==== INFORMATION SUPPLIED ====

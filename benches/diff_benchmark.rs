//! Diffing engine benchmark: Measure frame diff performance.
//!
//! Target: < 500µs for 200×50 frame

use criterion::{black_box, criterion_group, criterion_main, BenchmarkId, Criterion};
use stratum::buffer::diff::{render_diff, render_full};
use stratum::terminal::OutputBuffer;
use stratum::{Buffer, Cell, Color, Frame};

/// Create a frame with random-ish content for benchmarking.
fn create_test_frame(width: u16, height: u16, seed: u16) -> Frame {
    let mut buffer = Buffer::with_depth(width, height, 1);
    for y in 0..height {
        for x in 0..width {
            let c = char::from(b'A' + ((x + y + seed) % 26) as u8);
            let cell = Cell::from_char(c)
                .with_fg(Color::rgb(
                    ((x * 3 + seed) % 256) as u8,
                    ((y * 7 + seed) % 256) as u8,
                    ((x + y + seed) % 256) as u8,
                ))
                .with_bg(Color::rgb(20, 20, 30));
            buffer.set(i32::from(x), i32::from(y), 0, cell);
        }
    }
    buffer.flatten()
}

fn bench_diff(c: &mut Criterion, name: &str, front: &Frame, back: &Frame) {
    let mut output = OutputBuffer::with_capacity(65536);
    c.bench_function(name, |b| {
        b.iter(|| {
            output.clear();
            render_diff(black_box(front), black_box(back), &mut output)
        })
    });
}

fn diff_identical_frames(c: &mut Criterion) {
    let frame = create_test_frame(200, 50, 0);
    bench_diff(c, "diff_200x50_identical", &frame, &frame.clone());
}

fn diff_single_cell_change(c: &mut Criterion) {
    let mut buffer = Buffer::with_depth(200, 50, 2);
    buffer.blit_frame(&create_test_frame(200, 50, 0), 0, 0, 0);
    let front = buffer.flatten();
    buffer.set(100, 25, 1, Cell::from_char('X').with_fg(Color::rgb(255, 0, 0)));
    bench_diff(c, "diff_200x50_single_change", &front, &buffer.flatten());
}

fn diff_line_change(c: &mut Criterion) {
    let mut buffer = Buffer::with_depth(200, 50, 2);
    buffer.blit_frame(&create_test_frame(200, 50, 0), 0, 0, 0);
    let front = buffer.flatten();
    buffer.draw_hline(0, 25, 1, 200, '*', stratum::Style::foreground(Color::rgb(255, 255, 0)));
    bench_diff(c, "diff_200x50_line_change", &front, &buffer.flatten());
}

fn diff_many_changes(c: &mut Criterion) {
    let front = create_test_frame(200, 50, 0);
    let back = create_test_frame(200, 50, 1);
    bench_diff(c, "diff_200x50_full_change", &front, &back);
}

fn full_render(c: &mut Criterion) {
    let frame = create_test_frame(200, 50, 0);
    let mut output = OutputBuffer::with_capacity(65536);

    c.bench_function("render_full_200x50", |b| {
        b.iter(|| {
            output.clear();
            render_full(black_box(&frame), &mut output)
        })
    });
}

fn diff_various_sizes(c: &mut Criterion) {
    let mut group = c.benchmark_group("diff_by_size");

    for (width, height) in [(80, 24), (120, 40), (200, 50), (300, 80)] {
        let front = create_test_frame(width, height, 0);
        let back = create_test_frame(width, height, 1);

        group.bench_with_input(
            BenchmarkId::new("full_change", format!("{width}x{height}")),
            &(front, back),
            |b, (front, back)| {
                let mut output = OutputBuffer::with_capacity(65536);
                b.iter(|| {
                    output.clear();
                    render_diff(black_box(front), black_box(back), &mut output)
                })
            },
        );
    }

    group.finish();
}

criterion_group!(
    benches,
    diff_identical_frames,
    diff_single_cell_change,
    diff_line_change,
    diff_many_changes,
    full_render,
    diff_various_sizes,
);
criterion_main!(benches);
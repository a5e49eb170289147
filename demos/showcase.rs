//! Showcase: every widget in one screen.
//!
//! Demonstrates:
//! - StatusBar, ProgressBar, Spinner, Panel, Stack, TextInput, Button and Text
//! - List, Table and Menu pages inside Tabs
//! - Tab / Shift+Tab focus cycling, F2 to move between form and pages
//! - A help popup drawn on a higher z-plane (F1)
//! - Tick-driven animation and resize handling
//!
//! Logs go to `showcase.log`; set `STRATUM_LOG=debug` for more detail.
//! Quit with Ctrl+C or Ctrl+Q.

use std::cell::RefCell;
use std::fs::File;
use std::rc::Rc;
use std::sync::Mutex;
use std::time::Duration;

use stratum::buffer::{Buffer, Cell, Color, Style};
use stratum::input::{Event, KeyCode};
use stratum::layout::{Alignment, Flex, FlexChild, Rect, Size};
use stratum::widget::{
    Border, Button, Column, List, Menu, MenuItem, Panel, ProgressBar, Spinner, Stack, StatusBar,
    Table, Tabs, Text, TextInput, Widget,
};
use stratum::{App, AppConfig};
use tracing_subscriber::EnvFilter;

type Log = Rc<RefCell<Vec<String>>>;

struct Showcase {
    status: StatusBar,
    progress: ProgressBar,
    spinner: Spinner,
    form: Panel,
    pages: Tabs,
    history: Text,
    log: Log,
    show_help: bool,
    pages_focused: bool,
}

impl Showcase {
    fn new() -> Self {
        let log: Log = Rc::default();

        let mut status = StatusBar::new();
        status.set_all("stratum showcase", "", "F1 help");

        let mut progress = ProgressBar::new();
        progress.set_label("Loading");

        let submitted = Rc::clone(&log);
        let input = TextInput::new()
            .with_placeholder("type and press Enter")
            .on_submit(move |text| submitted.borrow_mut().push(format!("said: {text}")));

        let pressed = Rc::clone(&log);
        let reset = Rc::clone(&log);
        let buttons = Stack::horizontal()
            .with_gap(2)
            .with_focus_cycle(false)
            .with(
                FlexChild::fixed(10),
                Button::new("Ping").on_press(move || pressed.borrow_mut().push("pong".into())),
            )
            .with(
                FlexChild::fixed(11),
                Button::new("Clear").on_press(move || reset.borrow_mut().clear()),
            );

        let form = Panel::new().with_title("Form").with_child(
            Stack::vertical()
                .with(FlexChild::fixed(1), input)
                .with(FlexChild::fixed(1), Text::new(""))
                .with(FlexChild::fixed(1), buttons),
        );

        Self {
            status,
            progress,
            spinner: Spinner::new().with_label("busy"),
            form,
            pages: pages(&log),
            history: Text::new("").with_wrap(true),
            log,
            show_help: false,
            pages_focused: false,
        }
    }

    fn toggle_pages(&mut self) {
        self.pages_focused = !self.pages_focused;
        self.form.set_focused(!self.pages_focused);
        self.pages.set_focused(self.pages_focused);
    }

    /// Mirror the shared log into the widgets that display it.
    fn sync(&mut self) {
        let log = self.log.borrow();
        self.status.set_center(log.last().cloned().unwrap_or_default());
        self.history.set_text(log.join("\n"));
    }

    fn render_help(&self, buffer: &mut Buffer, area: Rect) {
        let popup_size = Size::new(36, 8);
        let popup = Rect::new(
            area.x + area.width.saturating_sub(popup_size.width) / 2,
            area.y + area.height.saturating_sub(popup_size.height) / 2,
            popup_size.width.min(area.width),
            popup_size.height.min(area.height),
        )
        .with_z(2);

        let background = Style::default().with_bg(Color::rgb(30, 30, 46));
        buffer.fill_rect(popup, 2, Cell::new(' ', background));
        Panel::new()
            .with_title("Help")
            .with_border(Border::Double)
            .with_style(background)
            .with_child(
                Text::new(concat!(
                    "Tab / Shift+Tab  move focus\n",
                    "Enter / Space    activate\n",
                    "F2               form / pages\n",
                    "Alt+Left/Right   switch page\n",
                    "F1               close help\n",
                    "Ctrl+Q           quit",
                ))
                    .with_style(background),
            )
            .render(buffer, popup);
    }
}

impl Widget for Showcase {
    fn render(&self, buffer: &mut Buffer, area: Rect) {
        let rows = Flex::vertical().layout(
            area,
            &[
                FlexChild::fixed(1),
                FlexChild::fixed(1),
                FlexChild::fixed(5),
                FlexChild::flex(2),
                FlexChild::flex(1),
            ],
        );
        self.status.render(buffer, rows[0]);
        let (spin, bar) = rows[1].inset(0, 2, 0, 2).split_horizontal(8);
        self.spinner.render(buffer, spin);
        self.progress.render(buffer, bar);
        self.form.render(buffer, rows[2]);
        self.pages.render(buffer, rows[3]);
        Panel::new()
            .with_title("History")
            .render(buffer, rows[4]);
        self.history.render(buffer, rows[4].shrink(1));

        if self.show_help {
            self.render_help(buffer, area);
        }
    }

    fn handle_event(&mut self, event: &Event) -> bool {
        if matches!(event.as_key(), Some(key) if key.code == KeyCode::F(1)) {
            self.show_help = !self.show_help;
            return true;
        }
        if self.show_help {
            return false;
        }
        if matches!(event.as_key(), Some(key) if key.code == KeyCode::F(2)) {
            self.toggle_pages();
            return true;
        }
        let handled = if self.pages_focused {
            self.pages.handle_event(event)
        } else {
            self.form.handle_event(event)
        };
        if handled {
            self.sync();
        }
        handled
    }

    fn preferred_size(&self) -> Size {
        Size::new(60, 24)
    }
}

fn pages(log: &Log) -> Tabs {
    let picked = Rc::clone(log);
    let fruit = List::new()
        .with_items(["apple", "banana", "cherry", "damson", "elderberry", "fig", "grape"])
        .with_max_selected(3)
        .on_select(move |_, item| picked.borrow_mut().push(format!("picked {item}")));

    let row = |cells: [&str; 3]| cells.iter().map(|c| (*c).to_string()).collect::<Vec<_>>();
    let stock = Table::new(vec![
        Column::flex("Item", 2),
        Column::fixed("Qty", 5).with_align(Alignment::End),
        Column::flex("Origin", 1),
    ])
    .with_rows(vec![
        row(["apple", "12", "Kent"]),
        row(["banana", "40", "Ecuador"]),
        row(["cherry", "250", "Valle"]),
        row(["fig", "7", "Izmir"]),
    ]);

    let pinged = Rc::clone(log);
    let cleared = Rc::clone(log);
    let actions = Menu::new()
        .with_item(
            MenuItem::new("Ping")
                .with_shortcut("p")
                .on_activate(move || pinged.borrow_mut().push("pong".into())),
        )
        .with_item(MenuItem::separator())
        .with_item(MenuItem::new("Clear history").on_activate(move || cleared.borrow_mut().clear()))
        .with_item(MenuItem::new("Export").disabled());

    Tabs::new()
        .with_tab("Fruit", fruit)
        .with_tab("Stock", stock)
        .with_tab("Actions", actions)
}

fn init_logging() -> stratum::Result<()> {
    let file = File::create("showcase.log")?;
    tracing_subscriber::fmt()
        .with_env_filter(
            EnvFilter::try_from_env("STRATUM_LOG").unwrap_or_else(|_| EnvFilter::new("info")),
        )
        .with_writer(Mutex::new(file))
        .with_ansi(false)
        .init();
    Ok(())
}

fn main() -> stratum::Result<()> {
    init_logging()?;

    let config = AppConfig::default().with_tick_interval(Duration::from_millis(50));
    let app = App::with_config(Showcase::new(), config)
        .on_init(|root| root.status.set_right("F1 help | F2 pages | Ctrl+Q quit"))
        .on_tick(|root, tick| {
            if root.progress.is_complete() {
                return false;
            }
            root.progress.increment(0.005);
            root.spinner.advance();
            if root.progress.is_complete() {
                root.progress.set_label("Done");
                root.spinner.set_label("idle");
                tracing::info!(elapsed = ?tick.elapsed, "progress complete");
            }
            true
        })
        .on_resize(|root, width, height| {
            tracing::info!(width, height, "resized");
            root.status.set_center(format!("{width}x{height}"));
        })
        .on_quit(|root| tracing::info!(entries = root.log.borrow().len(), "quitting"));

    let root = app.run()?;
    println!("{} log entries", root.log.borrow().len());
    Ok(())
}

====

» **WHAT IS NEEDED**
Reproduce every line above that contains the string "background".

» **THE ANSWER**
        let background = Style::default().with_bg(Color::rgb(30, 30, 46));
        buffer.fill_rect(popup, 2, Cell::new(' ', background));
            .with_style(background)
                    .with_style(background),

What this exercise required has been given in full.